Tushner v. United States District Court
This text of 829 F.2d 853 (Tushner v. United States District Court) is published on Counsel Stack Legal Research, covering Court of Appeals for the Ninth Circuit primary law. Counsel Stack provides free access to over 12 million legal documents including statutes, case law, regulations, and constitutions.
Opinion
This case presents a novel question of time calculation under the Federal Rules of Civil Procedure. In calculating the ten-day period for filing a jury demand in a removed case, FecLR.Civ.P. 81(c), the plaintiffs in the district court excluded intervening Saturdays, Sundays, and legal holidays. Such exclusions are permitted in calculating any period of less than eleven days, Fed.R.Civ.P. 6(a), and, the plaintiffs reasoned, this grace period necessarily applies to the ten-day jury demand requirement of Federal Rules of Civil Procedure 81(c).
The trial judge thought there was a problem, however. The plaintiffs had served their demand by mail. Under Federal Rule of Civil Procedure 6(e), service by mail enlarges a prescribed period by three days. As ten plus three equals thirteen, the trial court ruled that plaintiffs were not entitled to the benefits of the less-than-eleven-day rule. In other words, the trial court ruled that the three-day grace period for service by mail may operate to give a party less time, not more. We disagree.1
[855]*855Briefly stated, the specifics of the case were as follows: Union Financial Corporation and Irving Tushner commenced a state court action against Empire of America on July 7, 1986. On August 8, 1986, Empire removed the case to federal court, and on August 11 it served an answer to the complaint by mail. On August 26, 1986, Union and Tushner filed a demand for jury trial.2
After a status conference, the district court ruled the jury trial demand untimely. As we have noted, it reasoned that the three days added for service by mail increased the prescribed period for jury demands to thirteen days, thus rendering the less-than-eleven-day rule, and its excluded days, inapplicable.

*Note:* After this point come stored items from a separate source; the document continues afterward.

// Copyright 2026 the Overstory Authors
// SPDX-License-Identifier: Apache-2.0 OR MIT

//! The renderer walk: damage-driven traversal over surfaces a backend owns.
//!
//! [`Stage::paint`] walks the scene depth-first, skipping subtrees that miss
//! the current target's damage. Crossing an offscreen boundary pushes that
//! node's surface as the target (after sizing it), repaints the surface's own
//! dirty region, and composites the result back where the enclosing target is
//! dirty. A node's own content is painted as the walk leaves it, after its
//! children. Every node touched by damage paints exactly once per pass, and a
//! repainted surface's pending damage is cleared.

use kurbo::{Affine, Rect, Size};

use crate::damage::DamageRegion;
use crate::tree::Stage;
use crate::types::{NodeFlags, NodeId, SurfaceId, Visual};
use crate::util::{is_positive_area, transform_rect_bbox};

/// Where a paint pass is currently drawing.
#[derive(Copy, Clone, Debug, PartialEq, Eq)]
pub enum PaintTarget {
    /// The host-owned surface behind the stage root.
    Root,
    /// An offscreen surface owned by a boundary node.
    Surface(SurfaceId),
}

/// Surface lifecycle and compositing hooks a backend provides to
/// [`Stage::paint`].
///
/// Surfaces are identified by the stage's [`SurfaceId`]s; the backend maps
/// them to textures, layers, or whatever it composites with. All methods may
/// fail with the backend's own error type, which aborts the pass and leaves
/// pending damage intact for a retry.
pub trait Compositor {
    /// Drawing context for one target, handed to the draw callback.
    type Canvas;
    type Error: core::fmt::Debug;

    /// Allocate backing for a new offscreen surface.
    fn create_surface(&mut self, surface: SurfaceId, size: Size) -> Result<(), Self::Error>;
    /// Resize an existing surface; its content will be fully repainted.
    fn resize_surface(&mut self, surface: SurfaceId, size: Size) -> Result<(), Self::Error>;
    /// Drop backing for a surface that no longer exists.
    fn release_surface(&mut self, surface: SurfaceId);
    /// Start drawing on a target, constrained to `damage`.
    fn begin(
        &mut self,
        target: PaintTarget,
        damage: &DamageRegion,
    ) -> Result<Self::Canvas, Self::Error>;
    /// Finish drawing on a target.
    fn end(&mut self, target: PaintTarget, canvas: Self::Canvas);
    /// Blend `surface` onto `onto`, mapping the surface's local coordinates
    /// through `transform`.
    fn composite(
        &mut self,
        surface: SurfaceId,
        onto: &mut Self::Canvas,
        transform: Affine,
    ) -> Result<(), Self::Error>;
}

/// Per-node context handed to the draw callback.
#[derive(Copy, Clone, Debug)]
pub struct PaintInfo {
    /// Maps the node's local coordinates to the current canvas.
    pub transform: Affine,
    /// The node's content rect, in local coordinates.
    pub content: Rect,
    /// Bounding box of the damage overlapping the content, in canvas
    /// coordinates. Drawing outside it is wasted.
    pub dirty: Rect,
}

/// A failed paint pass.
///
/// Pending damage survives the failure, so the next pass retries the same
/// work.
#[derive(Debug)]
pub struct PaintError<E> {
    /// The boundary node whose surface work failed, if attributable.
    pub node: Option<NodeId>,
    /// The backend's error.
    pub source: E,
}

impl<E: core::fmt::Debug> core::fmt::Display for PaintError<E> {
    fn fmt(&self, f: &mut core::fmt::Formatter<'_>) -> core::fmt::Result {
        match self.node {
            Some(n) => write!(f, "paint pass failed at {n:?}: {:?}", self.source),
            None => write!(f, "paint pass failed: {:?}", self.source),
        }
    }
}

impl<E: core::fmt::Debug> core::error::Error for PaintError<E> {}

impl Stage {
    /// Repaint everything covered by pending damage.
    ///
    /// `draw` is invoked for each node whose content overlaps the damage of
    /// the target it paints on, children first (a node's own content goes on
    /// top of its children). The root is included; with no pending damage the
    /// pass is a no-op apart from releasing retired surfaces.
    pub fn paint<C, F>(
        &mut self,
        compositor: &mut C,
        mut draw: F,
    ) -> Result<(), PaintError<C::Error>>
    where
        C: Compositor,
        F: FnMut(NodeId, &mut C::Canvas, &PaintInfo),
    {
        for surface in core::mem::take(&mut self.retired_surfaces) {
            compositor.release_surface(surface);
        }
        if self.root_damage.is_empty() {
            return Ok(());
        }
        let damage = self.root_damage.take();
        let root = self.root();
        let mut canvas = match compositor.begin(PaintTarget::Root, &damage) {
            Ok(canvas) => canvas,
            Err(source) => {
                self.root_damage.merge(&damage);
                return Err(PaintError { node: None, source });
            }
        };
        let result =
            self.paint_walk(root, Affine::IDENTITY, &damage, compositor, &mut canvas, &mut draw);
        compositor.end(PaintTarget::Root, canvas);
        if let Err(err) = result {
            self.root_damage.merge(&damage);
            return Err(err);
        }
        Ok(())
    }

    fn paint_walk<C, F>(
        &mut self,
        id: NodeId,
        to_target: Affine,
        target_damage: &DamageRegion,
        compositor: &mut C,
        canvas: &mut C::Canvas,
        draw: &mut F,
    ) -> Result<(), PaintError<C::Error>>
    where
        C: Compositor,
        F: FnMut(NodeId, &mut C::Canvas, &PaintInfo),
    {
        let v = self.node(id).visual.clone();
        if !v.flags.contains(NodeFlags::VISIBLE) || !is_positive_area(v.content_rect()) {
            return Ok(());
        }
        if self.offscreens.contains_key(&id) {
            // Never cull a boundary against the parent's damage before its
            // own target is pushed: the surface can be clean there yet dirty
            // inside.
            return self.paint_offscreen(id, &v, to_target, target_damage, compositor, canvas, draw);
        }
        let extent = transform_rect_bbox(to_target, self.subtree_extent_local(id));
        if !target_damage.intersects(extent) {
            return Ok(());
        }
        let children = self.node(id).children.clone();
        for child in children {
            let child_to_target = to_target * self.node(child).visual.to_parent();
            self.paint_walk(child, child_to_target, target_damage, compositor, canvas, draw)?;
        }
        let content_in_target = transform_rect_bbox(to_target, v.content_rect());
        if let Some(dirty) = target_damage.dirty_within(content_in_target) {
            let info = PaintInfo {
                transform: to_target,
                content: v.content_rect(),
                dirty,
            };
            draw(id, canvas, &info);
        }
        Ok(())
    }

    fn paint_offscreen<C, F>(
        &mut self,
        id: NodeId,
        v: &Visual,
        to_target: Affine,
        target_damage: &DamageRegion,
        compositor: &mut C,
        canvas: &mut C::Canvas,
        draw: &mut F,
    ) -> Result<(), PaintError<C::Error>>
    where
        C: Compositor,
        F: FnMut(NodeId, &mut C::Canvas, &PaintInfo),
    {
        let content = v.content_rect();
        let Some(entry) = self.offscreens.get(&id) else {
            return Ok(());
        };
        let surface = entry.surface;
        let needs_create = !entry.realized;
        let needs_resize = entry.realized && entry.size != content.size();
        if needs_create {
            compositor
                .create_surface(surface, content.size())
                .map_err(|source| PaintError { node: Some(id), source })?;
        } else if needs_resize {
            compositor
                .resize_surface(surface, content.size())
                .map_err(|source| PaintError { node: Some(id), source })?;
        }
        if let Some(entry) = self.offscreens.get_mut(&id) {
            if needs_create || needs_resize {
                entry.realized = true;
                entry.size = content.size();
            }
            if needs_resize {
                entry.damage.add(content);
            }
        }

        let own = match self.offscreens.get_mut(&id) {
            Some(entry) => entry.damage.take(),
            None => DamageRegion::new(),
        };
        if !own.is_empty() {
            let mut sub = match compositor.begin(PaintTarget::Surface(surface), &own) {
                Ok(canvas) => canvas,
                Err(source) => {
                    if let Some(entry) = self.offscreens.get_mut(&id) {
                        entry.damage.merge(&own);
                    }
                    return Err(PaintError { node: Some(id), source });
                }
            };
            let mut walked = Ok(());
            let children = self.node(id).children.clone();
            for child in children {
                let child_to_surface = self.node(child).visual.to_parent();
                walked = self.paint_walk(child, child_to_surface, &own, compositor, &mut sub, draw);
                if walked.is_err() {
                    break;
                }
            }
            if walked.is_ok()
                && let Some(dirty) = own.dirty_within(content)
            {
                let info = PaintInfo {
                    transform: Affine::IDENTITY,
                    content,
                    dirty,
                };
                draw(id, &mut sub, &info);
            }
            compositor.end(PaintTarget::Surface(surface), sub);
            if let Err(err) = walked {
                if let Some(entry) = self.offscreens.get_mut(&id) {
                    entry.damage.merge(&own);
                }
                return Err(err);
            }
        }

        let composite_area = transform_rect_bbox(to_target, content);
        if target_damage.intersects(composite_area) {
            compositor
                .composite(surface, canvas, to_target)
                .map_err(|source| PaintError { node: Some(id), source })?;
        }
        Ok(())
    }
}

We rule that it is the prescribed ten-day period for jury demands under Rule 81(c) that triggers the exclusion provision, and that intervening weekends and holidays should have been excluded, as provided in Rule 6(a). The demand was timely.
The district court plaintiffs become petitioners here, as they seek a writ of mandamus to require the district court to order a jury trial. We grant mandamus where necessary to protect the constitutional right to trial by jury. See Dairy Queen, Inc. v. Wood, 369 U.S. 469, 472, 82 S.Ct. 894, 897, 8 L.Ed.2d 44 (1962); Owens-Illinois, Inc. v. United States Dist. Court, 698 F.2d 967, 969 (9th Cir.1983); Myers v. United States Dist. Court, 620 F.2d 741, 744 (9th Cir. 1980). If the plaintiffs are entitled to a jury trial, their right to the writ is clear. Owens-Illinois, Inc., 698 F.2d at 969.
We find the petitioners’ position to be the better-reasoned one. It is logical to locate the prescribed period for jury demands in Rule 81(c), the rule on jury demands, rather than in the rule on service by mail. The language of the service by mail rule suggests as much, for it treats the “prescribed period” as a discrete category, defined elsewhere.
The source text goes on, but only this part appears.